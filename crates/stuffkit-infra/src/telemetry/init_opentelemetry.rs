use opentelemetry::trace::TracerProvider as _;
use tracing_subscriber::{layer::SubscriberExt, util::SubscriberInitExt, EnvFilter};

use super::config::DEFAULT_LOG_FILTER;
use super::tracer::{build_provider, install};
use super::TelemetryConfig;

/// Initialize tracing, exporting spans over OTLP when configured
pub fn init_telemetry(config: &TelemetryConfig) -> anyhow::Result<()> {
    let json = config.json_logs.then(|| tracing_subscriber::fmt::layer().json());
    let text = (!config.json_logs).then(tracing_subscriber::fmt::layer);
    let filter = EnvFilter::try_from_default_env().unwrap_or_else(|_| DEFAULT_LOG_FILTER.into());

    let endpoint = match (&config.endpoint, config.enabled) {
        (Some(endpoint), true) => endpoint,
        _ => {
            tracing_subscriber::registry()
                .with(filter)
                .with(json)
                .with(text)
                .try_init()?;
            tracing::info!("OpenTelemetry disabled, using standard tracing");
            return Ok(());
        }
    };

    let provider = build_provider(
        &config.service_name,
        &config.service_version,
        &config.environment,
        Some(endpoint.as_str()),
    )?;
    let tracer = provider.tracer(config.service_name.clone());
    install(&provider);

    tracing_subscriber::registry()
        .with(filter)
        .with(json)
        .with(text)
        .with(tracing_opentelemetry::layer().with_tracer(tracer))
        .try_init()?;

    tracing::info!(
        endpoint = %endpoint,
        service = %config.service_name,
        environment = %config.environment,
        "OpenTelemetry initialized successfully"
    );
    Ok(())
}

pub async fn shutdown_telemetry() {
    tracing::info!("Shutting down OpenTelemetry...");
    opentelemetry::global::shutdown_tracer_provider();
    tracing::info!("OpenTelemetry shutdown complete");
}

**What is required**: What is wanted is the complete set of entries, returned verbatim.

**Response to this exercise**:
filename crates/stuffkit-infra/src/telemetry/init_opentelemetry.rs
use opentelemetry::trace::TracerProvider as _;
use tracing_subscriber::{layer::SubscriberExt, util::SubscriberInitExt, EnvFilter};

use super::config::DEFAULT_LOG_FILTER;
use super::tracer::{build_provider, install};
use super::TelemetryConfig;

/// Initialize tracing, exporting spans over OTLP when configured
pub fn init_telemetry(config: &TelemetryConfig) -> anyhow::Result<()> {
    let json = config.json_logs.then(|| tracing_subscriber::fmt::layer().json());
    let text = (!config.json_logs).then(tracing_subscriber::fmt::layer);
    let filter = EnvFilter::try_from_default_env().unwrap_or_else(|_| DEFAULT_LOG_FILTER.into());

    let endpoint = match (&config.endpoint, config.enabled) {
        (Some(endpoint), true) => endpoint,
        _ => {
            tracing_subscriber::registry()
                .with(filter)
                .with(json)
                .with(text)
                .try_init()?;
            tracing::info!("OpenTelemetry disabled, using standard tracing");
            return Ok(());
        }
    };

    let provider = build_provider(
        &config.service_name,
        &config.service_version,
        &config.environment,
        Some(endpoint.as_str()),
    )?;
    let tracer = provider.tracer(config.service_name.clone());
    install(&provider);

    tracing_subscriber::registry()
        .with(filter)
        .with(json)
        .with(text)
        .with(tracing_opentelemetry::layer().with_tracer(tracer))
        .try_init()?;

    tracing::info!(
        endpoint = %endpoint,
        service = %config.service_name,
        environment = %config.environment,
        "OpenTelemetry initialized successfully"
    );
    Ok(())
}

pub async fn shutdown_telemetry() {
    tracing::info!("Shutting down OpenTelemetry...");
    opentelemetry::global::shutdown_tracer_provider();
    tracing::info!("OpenTelemetry shutdown complete");
}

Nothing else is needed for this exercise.